Это случилось в один из адвентов 1913 года (12 декабря). В этот день я решился на исключительный шаг. Сидя за письменным столом, я погрузился в привычные уже сомнения, когда вдруг все оборвалось, будто земля в буквальном смысле разверзлась у меня под ногами, будто я провалился в ее темные глубины. Меня охватил панический страх, но внезапно и на не такой уж большой глубине я ощутил под ногами какую-то вязкую массу. Мне сразу стало легче, хотя вокруг была кромешная тьма. Потом, когда глаза привыкли, я начал понимать, что это не тьма, а как бы сумерки. Передо мной у входа в темную пещеру стоял карлик, сухой и темный как мумия. Я протиснулся мимо него в узкий проход и побрел по колено в ледяной воде к другому концу пещеры, где на каменной стене светился красный кристалл. Я приподнял камень и увидел под ним щель. Сначала я ничего не мог различить, заглянув в нее, но, присмотревшись, обнаружил воду, а в ней - труп молодого белокурого человека с окровавленной головой. Он проплыл мимо меня, за ним следом плыл огромный черный скарабей. Затем из воды поднялось ослепительно красное солнце. Свет бил в глаза, и я хотел засунуть камень обратно в отверстие, но не успел поток хлынул наружу. Это была кровь! Она била густой и упругой струей. К горлу у меня подступила тошнота. Поток крови казался нескончаемым. Потом все прекратилось так же внезапно, как и началось.

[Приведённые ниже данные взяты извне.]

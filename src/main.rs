//! Gomoku server core CLI
//!
//! ## Usage
//!
//! - `gomoku-server` - Run the AI-vs-AI demo
//! - `gomoku-server demo --size 19 --json` - Demo on another board, JSON snapshot at the end
//! - `gomoku-server bench` - Time every difficulty on a midgame position

use std::time::{Duration, Instant};

use anyhow::{anyhow, Result};
use clap::{Parser, Subcommand};

use gomoku::board::{Board, Pos, Stone};
use gomoku::engine::{AiEngine, Difficulty};
use gomoku::registry::RoomRegistry;
use gomoku::room::{ClientId, GameMode, RoomEvent};
use gomoku::Settings;

/// Gomoku game-server core: rooms, rules, timers and AI opponents
#[derive(Parser)]
#[command(name = "gomoku-server")]
#[command(author, version, about, long_about = None)]
struct Cli {
    #[command(subcommand)]
    command: Option<Commands>,
}

#[derive(Subcommand)]
enum Commands {
    /// Watch two AI seats play a full game through the room registry
    Demo {
        /// Board size (9, 13, 15 or 19; anything else falls back to 15)
        #[arg(long, default_value_t = 15)]
        size: usize,
        /// Print the final room snapshot as JSON
        #[arg(long)]
        json: bool,
    },
    /// Time every difficulty on a fixed midgame position
    Bench,
}

fn main() -> Result<()> {
    tracing_subscriber::fmt::init();
    let cli = Cli::parse();

    match cli.command {
        Some(Commands::Demo { size, json }) => run_demo(size, json),
        Some(Commands::Bench) => run_bench(),
        None => run_demo(15, false),
    }
}

/// Drives an AI-vs-AI room the way a host would: wait for the next
/// deadline, tick, broadcast. Deadlines are jumped to rather than
/// slept through, so the game runs at full speed.
fn run_demo(size: usize, json: bool) -> Result<()> {
    let now = Instant::now();
    let mut registry = RoomRegistry::new(Settings::default());
    let created = registry.create_room(ClientId(0), "host", size, GameMode::AiVsAi, now)?;
    let room_id = created.room.clone();
    let size = created.snapshot.board_size;
    println!("AI-vs-AI demo in room {room_id} ({size}x{size})\n");

    let mut last = created;
    while let Some(due) = registry.next_deadline() {
        for update in registry.tick(due) {
            for event in &update.events {
                match event {
                    RoomEvent::MoveApplied { seat, pos } => {
                        println!("seat {seat} plays ({}, {})", pos.row, pos.col);
                    }
                    RoomEvent::GameWon { seat, moves, .. } => {
                        println!("\nseat {seat} wins after {moves} moves");
                    }
                    RoomEvent::GameDrawn { moves } => {
                        println!("\ndraw after {moves} moves");
                    }
                    _ => {}
                }
            }
            last = update;
        }
    }

    if !last.snapshot.game_over {
        return Err(anyhow!("demo ended without a result"));
    }
    println!();
    print_board(&last.snapshot.board);
    if json {
        println!("{}", serde_json::to_string_pretty(&last.snapshot)?);
    }
    Ok(())
}

fn print_board(rows: &[Vec<Stone>]) {
    for row in rows {
        let line: String = row
            .iter()
            .map(|stone| match stone {
                Stone::Black => 'X',
                Stone::White => 'O',
                Stone::Empty => '.',
            })
            .collect();
        println!("{line}");
    }
}

fn run_bench() -> Result<()> {
    let board = bench_position();
    println!("Benchmarking every difficulty on a midgame position\n");

    let levels = [
        Difficulty::Easy,
        Difficulty::Medium,
        Difficulty::Hard,
        Difficulty::VeryHard,
        Difficulty::Extreme,
    ];
    for difficulty in levels {
        let mut engine = AiEngine::with_budget(difficulty, Duration::from_millis(500));
        let choice = engine.choose_move(&board, Stone::White, Stone::Black);
        match choice.best_move {
            Some(pos) => println!(
                "{:>9}: ({:>2}, {:>2})  score {:>7}  nodes {:>8}  {:>5} ms",
                difficulty.name(),
                pos.row,
                pos.col,
                choice.score,
                choice.nodes,
                choice.time_ms
            ),
            None => println!("{:>9}: no move", difficulty.name()),
        }
    }
    Ok(())
}

/// A quiet midgame position: no forced win or block on the board, so
/// every difficulty exercises its real search.
fn bench_position() -> Board {
    let mut board = Board::new(15);
    for (row, col) in [(7, 7), (8, 8), (6, 6), (7, 9)] {
        board.place_stone(Pos::new(row, col), Stone::Black);
    }
    for (row, col) in [(7, 8), (8, 7), (6, 8)] {
        board.place_stone(Pos::new(row, col), Stone::White);
    }
    board
}
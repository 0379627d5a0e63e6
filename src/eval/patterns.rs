//! Window scores for Gomoku evaluation
//!
//! These constants define the scoring weights for 5-cell windows,
//! keyed by how many stones of one color the window holds and whether
//! the run can still extend past the window ends.

/// Per-window scores for evaluation
pub struct WindowScore;

impl WindowScore {
    /// Five in a window - won position
    pub const FIVE: i32 = 100_000;
    /// Four with room to extend beyond the window (_OOOO_)
    pub const OPEN_FOUR: i32 = 10_000;
    /// Four with both extension cells blocked or off-board
    pub const CLOSED_FOUR: i32 = 8_000;
    /// Three with an open extension
    pub const OPEN_THREE: i32 = 1_000;
    /// Three boxed in on both sides
    pub const CLOSED_THREE: i32 = 800;
    /// Two with three empties, room to grow
    pub const TWO: i32 = 100;
}

/// Reward for a window holding `count` stones of a single color.
///
/// `open` means at least one cell just beyond the window ends is on
/// the board and empty. Counts of 0 or 1 carry no signal and score 0.
#[inline]
pub fn window_reward(count: u8, open: bool) -> i32 {
    match count {
        5 => WindowScore::FIVE,
        4 if open => WindowScore::OPEN_FOUR,
        4 => WindowScore::CLOSED_FOUR,
        3 if open => WindowScore::OPEN_THREE,
        3 => WindowScore::CLOSED_THREE,
        2 => WindowScore::TWO,
        _ => 0,
    }
}

#[cfg(test)]
mod tests {
    use super::*;

    #[test]
    fn test_window_score_hierarchy() {
        // Verify score hierarchy makes sense
        assert!(WindowScore::FIVE > WindowScore::OPEN_FOUR);
        assert!(WindowScore::OPEN_FOUR > WindowScore::CLOSED_FOUR);
        assert!(WindowScore::CLOSED_FOUR > WindowScore::OPEN_THREE);
        assert!(WindowScore::OPEN_THREE > WindowScore::CLOSED_THREE);
        assert!(WindowScore::CLOSED_THREE > WindowScore::TWO);
        assert!(WindowScore::TWO > 0);
    }

    #[test]
    fn test_reward_mapping() {
        assert_eq!(window_reward(5, false), WindowScore::FIVE, "A five wins regardless of openness");
        assert_eq!(window_reward(4, true), WindowScore::OPEN_FOUR);
        assert_eq!(window_reward(4, false), WindowScore::CLOSED_FOUR);
        assert_eq!(window_reward(3, true), WindowScore::OPEN_THREE);
        assert_eq!(window_reward(3, false), WindowScore::CLOSED_THREE);
        assert_eq!(window_reward(2, true), WindowScore::TWO);
        assert_eq!(window_reward(2, false), WindowScore::TWO);
    }

    #[test]
    fn test_low_counts_score_zero() {
        assert_eq!(window_reward(0, true), 0);
        assert_eq!(window_reward(1, true), 0, "A lone stone carries no line signal");
        assert_eq!(window_reward(1, false), 0);
    }
}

Это видение привело меня в глубокое смятение. Я догадался, конечно, что piece de resistance (основным блюдом. - фр.) был некий солярный героический миф, драма смерти и возрождения, которое символизировал египетский скарабей. Все должно было завершиться рассветом - наступлением нового дня, но вместо этого хлынул кошмарный поток крови, очевидная аномалия. Вспомнив кровавый поток, виденный осенью, я отказался от попыток объяснить это.
Шесть дней спустя (18 декабря 1913 года) мне приснился сон.
Я оказался где-то в горах с незнакомым темнокожим юношей, по-видимому дикарем. Солнце еще не взошло, но на востоке уже посветлело и звезд не было видно. Внезапно раздался звук трубы - это был рог Зигфрида, и я знал, что мы должны убить его. У нас было оружие, мы затаились в засаде, в узкой расселине за скалой.
И вот на краю обрыва в первых лучах восходящего солнца появился Зигфрид. На колеснице из костей мертвецов он стремительно мчался вниз по крутому склону. Как только он появился из-за поворота, мы выстрелили - и он упал лицом вниз - навстречу смерти.
Мучимый раскаянием и отвращением к себе - ведь я погубил нечто столь величественное и прекрасное, - я бросился бежать. Мною двигал страх, что убийство раскроется. И тут обрушился ливень, и я понял, что он уничтожит следы преступления. Итак, я спасен, и жизнь продолжается. Но невыносимое чувство вины осталось.
Проснувшись, я стал раздумывать, что бы это значило, но понять не смог. Я попытался заснуть снова, но услышал некий голос: "Ты должен понять это, должен объяснить это прямо сейчас!" Волнение мое усиливалось, наконец наступил ужасный момент, когда голос произнес: "Если ты не разгадаешь сон, тебе придется застрелиться!" В ящике ночного столика я держал заряженный револьвер, и мне стало страшно. Лихорадочно перебирая в уме все детали сна, я вдруг понял его смысл. Он был о событиях, происходивших в мире. Зигфрид, думалось мне, является воплощением всего того, чего хотела достичь Германия, - навязать миру свою волю, свой героический идеал - "Воля пролагает путь". Таков был и мой идеал. Сейчас он рушился. Сон ясно показывал, что героическая установка более не допустима, - и Зигфрид должен быть убит.